INSTRUCTIONS TO FOLLOW » Line by line, retype the material with nothing left out.

LISTED RECORDS »
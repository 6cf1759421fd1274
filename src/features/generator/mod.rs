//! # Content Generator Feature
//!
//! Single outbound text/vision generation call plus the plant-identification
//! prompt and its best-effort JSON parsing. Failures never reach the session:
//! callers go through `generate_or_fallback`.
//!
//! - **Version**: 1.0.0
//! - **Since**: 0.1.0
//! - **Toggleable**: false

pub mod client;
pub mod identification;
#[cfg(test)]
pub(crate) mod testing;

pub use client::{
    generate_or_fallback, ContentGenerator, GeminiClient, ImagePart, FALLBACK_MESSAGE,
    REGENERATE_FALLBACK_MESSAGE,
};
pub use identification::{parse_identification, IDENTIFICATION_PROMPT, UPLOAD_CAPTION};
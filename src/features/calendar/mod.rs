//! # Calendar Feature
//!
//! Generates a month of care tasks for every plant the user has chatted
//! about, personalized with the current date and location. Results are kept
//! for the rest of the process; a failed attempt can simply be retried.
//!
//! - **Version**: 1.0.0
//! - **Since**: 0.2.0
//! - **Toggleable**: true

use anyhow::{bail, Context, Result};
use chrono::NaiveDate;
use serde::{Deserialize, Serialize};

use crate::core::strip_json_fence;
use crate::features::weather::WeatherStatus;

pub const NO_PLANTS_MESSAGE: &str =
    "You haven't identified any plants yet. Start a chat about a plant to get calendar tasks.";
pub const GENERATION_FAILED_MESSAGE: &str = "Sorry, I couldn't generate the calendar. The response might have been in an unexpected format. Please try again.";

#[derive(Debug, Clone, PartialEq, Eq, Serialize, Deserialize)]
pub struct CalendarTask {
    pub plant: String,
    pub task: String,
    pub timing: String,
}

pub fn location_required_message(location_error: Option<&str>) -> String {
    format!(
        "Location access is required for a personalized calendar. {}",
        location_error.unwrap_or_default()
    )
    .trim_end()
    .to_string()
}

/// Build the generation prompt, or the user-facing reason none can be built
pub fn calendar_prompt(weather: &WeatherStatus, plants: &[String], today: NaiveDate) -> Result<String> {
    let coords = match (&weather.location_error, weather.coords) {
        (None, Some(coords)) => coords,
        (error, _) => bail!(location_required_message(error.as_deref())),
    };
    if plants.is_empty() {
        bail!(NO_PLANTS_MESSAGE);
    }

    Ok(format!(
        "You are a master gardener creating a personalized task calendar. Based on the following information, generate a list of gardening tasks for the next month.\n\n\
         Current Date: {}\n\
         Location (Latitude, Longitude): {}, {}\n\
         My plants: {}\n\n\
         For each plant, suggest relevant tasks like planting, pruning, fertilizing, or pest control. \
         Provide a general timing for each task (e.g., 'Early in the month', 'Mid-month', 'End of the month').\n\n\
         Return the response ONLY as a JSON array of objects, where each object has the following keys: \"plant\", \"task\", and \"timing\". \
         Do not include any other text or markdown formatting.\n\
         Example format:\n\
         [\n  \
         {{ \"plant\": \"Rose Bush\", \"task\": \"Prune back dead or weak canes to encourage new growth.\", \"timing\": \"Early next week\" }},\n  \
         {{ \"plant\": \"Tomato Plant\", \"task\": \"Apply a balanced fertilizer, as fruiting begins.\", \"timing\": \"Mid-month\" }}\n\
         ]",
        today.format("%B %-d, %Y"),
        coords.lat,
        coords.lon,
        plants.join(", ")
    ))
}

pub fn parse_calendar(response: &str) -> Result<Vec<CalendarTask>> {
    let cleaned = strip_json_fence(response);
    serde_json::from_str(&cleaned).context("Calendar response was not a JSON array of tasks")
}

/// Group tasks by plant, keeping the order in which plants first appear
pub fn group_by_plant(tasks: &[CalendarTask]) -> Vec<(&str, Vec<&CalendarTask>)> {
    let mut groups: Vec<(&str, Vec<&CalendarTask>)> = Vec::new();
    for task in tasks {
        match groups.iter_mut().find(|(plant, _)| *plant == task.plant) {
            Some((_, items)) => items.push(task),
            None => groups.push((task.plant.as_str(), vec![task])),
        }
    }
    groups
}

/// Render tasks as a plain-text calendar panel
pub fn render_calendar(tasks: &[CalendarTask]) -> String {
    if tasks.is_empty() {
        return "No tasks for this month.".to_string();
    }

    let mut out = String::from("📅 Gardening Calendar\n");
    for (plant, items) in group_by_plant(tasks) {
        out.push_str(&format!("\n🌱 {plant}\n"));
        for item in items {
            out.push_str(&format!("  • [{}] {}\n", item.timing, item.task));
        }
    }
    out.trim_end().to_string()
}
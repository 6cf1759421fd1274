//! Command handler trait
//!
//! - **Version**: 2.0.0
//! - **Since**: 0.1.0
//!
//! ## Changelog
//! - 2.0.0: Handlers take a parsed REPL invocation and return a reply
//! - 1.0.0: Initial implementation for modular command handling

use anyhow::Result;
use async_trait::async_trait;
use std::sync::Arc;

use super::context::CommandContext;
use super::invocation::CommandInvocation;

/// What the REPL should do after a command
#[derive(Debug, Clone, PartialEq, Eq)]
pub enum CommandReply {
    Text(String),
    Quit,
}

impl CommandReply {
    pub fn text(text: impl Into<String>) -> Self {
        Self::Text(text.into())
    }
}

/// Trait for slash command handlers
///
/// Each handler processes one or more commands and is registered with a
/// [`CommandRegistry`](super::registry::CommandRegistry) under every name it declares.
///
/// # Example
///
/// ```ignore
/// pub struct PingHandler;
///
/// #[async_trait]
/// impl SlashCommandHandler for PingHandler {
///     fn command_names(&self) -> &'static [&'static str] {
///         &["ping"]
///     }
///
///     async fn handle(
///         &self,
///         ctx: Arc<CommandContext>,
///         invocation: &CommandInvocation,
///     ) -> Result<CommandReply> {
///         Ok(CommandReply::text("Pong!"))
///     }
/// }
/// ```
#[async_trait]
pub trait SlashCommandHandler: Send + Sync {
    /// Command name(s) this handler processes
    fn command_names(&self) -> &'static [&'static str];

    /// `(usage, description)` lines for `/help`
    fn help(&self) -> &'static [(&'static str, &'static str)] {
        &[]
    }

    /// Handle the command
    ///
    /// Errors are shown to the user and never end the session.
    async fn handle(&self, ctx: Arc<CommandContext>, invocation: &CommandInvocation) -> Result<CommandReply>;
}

RESULT FOR THIS TASK »
repository 6cf1759421fd1274
filename src/features/generator/mod.rs
//! # Content Generator Feature
//!
//! Single outbound text/vision generation call plus the plant-identification
//! prompt and its best-effort JSON parsing. Failures never reach the session:
//! callers go through `generate_or_fallback`.
//!
//! - **Version**: 1.0.0
//! - **Since**: 0.1.0
//! - **Toggleable**: false

pub mod client;
pub mod identification;
#[cfg(test)]
pub(crate) mod testing;

pub use client::{
    generate_or_fallback, ContentGenerator, GeminiClient, ImagePart, FALLBACK_MESSAGE,
    REGENERATE_FALLBACK_MESSAGE,
};
pub use identification::{parse_identification, IDENTIFICATION_PROMPT, UPLOAD_CAPTION};
filename src/features/calendar/mod.rs
//! # Calendar Feature
//!
//! Generates a month of care tasks for every plant the user has chatted
//! about, personalized with the current date and location. Results are kept
//! for the rest of the process; a failed attempt can simply be retried.
//!
//! - **Version**: 1.0.0
//! - **Since**: 0.2.0
//! - **Toggleable**: true

use anyhow::{bail, Context, Result};
use chrono::NaiveDate;
use serde::{Deserialize, Serialize};

use crate::core::strip_json_fence;
use crate::features::weather::WeatherStatus;

pub const NO_PLANTS_MESSAGE: &str =
    "You haven't identified any plants yet. Start a chat about a plant to get calendar tasks.";
pub const GENERATION_FAILED_MESSAGE: &str = "Sorry, I couldn't generate the calendar. The response might have been in an unexpected format. Please try again.";

#[derive(Debug, Clone, PartialEq, Eq, Serialize, Deserialize)]
pub struct CalendarTask {
    pub plant: String,
    pub task: String,
    pub timing: String,
}

pub fn location_required_message(location_error: Option<&str>) -> String {
    format!(
        "Location access is required for a personalized calendar. {}",
        location_error.unwrap_or_default()
    )
    .trim_end()
    .to_string()
}

/// Build the generation prompt, or the user-facing reason none can be built
pub fn calendar_prompt(weather: &WeatherStatus, plants: &[String], today: NaiveDate) -> Result<String> {
    let coords = match (&weather.location_error, weather.coords) {
        (None, Some(coords)) => coords,
        (error, _) => bail!(location_required_message(error.as_deref())),
    };
    if plants.is_empty() {
        bail!(NO_PLANTS_MESSAGE);
    }

    Ok(format!(
        "You are a master gardener creating a personalized task calendar. Based on the following information, generate a list of gardening tasks for the next month.\n\n\
         Current Date: {}\n\
         Location (Latitude, Longitude): {}, {}\n\
         My plants: {}\n\n\
         For each plant, suggest relevant tasks like planting, pruning, fertilizing, or pest control. \
         Provide a general timing for each task (e.g., 'Early in the month', 'Mid-month', 'End of the month').\n\n\
         Return the response ONLY as a JSON array of objects, where each object has the following keys: \"plant\", \"task\", and \"timing\". \
         Do not include any other text or markdown formatting.\n\
         Example format:\n\
         [\n  \
         {{ \"plant\": \"Rose Bush\", \"task\": \"Prune back dead or weak canes to encourage new growth.\", \"timing\": \"Early next week\" }},\n  \
         {{ \"plant\": \"Tomato Plant\", \"task\": \"Apply a balanced fertilizer, as fruiting begins.\", \"timing\": \"Mid-month\" }}\n\
         ]",
        today.format("%B %-d, %Y"),
        coords.lat,
        coords.lon,
        plants.join(", ")
    ))
}

pub fn parse_calendar(response: &str) -> Result<Vec<CalendarTask>> {
    let cleaned = strip_json_fence(response);
    serde_json::from_str(&cleaned).context("Calendar response was not a JSON array of tasks")
}

/// Group tasks by plant, keeping the order in which plants first appear
pub fn group_by_plant(tasks: &[CalendarTask]) -> Vec<(&str, Vec<&CalendarTask>)> {
    let mut groups: Vec<(&str, Vec<&CalendarTask>)> = Vec::new();
    for task in tasks {
        match groups.iter_mut().find(|(plant, _)| *plant == task.plant) {
            Some((_, items)) => items.push(task),
            None => groups.push((task.plant.as_str(), vec![task])),
        }
    }
    groups
}

/// Render tasks as a plain-text calendar panel
pub fn render_calendar(tasks: &[CalendarTask]) -> String {
    if tasks.is_empty() {
        return "No tasks for this month.".to_string();
    }

    let mut out = String::from("📅 Gardening Calendar\n");
    for (plant, items) in group_by_plant(tasks) {
        out.push_str(&format!("\n🌱 {plant}\n"));
        for item in items {
            out.push_str(&format!("  • [{}] {}\n", item.timing, item.task));
        }
    }
    out.trim_end().to_string()
}
repository 6cf1759421fd1274
//! Command handler trait
//!
//! - **Version**: 2.0.0
//! - **Since**: 0.1.0
//!
//! ## Changelog
//! - 2.0.0: Handlers take a parsed REPL invocation and return a reply
//! - 1.0.0: Initial implementation for modular command handling

use anyhow::Result;
use async_trait::async_trait;
use std::sync::Arc;

use super::context::CommandContext;
use super::invocation::CommandInvocation;

/// What the REPL should do after a command
#[derive(Debug, Clone, PartialEq, Eq)]
pub enum CommandReply {
    Text(String),
    Quit,
}

impl CommandReply {
    pub fn text(text: impl Into<String>) -> Self {
        Self::Text(text.into())
    }
}

/// Trait for slash command handlers
///
/// Each handler processes one or more commands and is registered with a
/// [`CommandRegistry`](super::registry::CommandRegistry) under every name it declares.
///
/// # Example
///
/// ```ignore
/// pub struct PingHandler;
///
/// #[async_trait]
/// impl SlashCommandHandler for PingHandler {
///     fn command_names(&self) -> &'static [&'static str] {
///         &["ping"]
///     }
///
///     async fn handle(
///         &self,
///         ctx: Arc<CommandContext>,
///         invocation: &CommandInvocation,
///     ) -> Result<CommandReply> {
///         Ok(CommandReply::text("Pong!"))
///     }
/// }
/// ```
#[async_trait]
pub trait SlashCommandHandler: Send + Sync {
    /// Command name(s) this handler processes
    fn command_names(&self) -> &'static [&'static str];

    /// `(usage, description)` lines for `/help`
    fn help(&self) -> &'static [(&'static str, &'static str)] {
        &[]
    }

    /// Handle the command
    ///
    /// Errors are shown to the user and never end the session.
    async fn handle(&self, ctx: Arc<CommandContext>, invocation: &CommandInvocation) -> Result<CommandReply>;
}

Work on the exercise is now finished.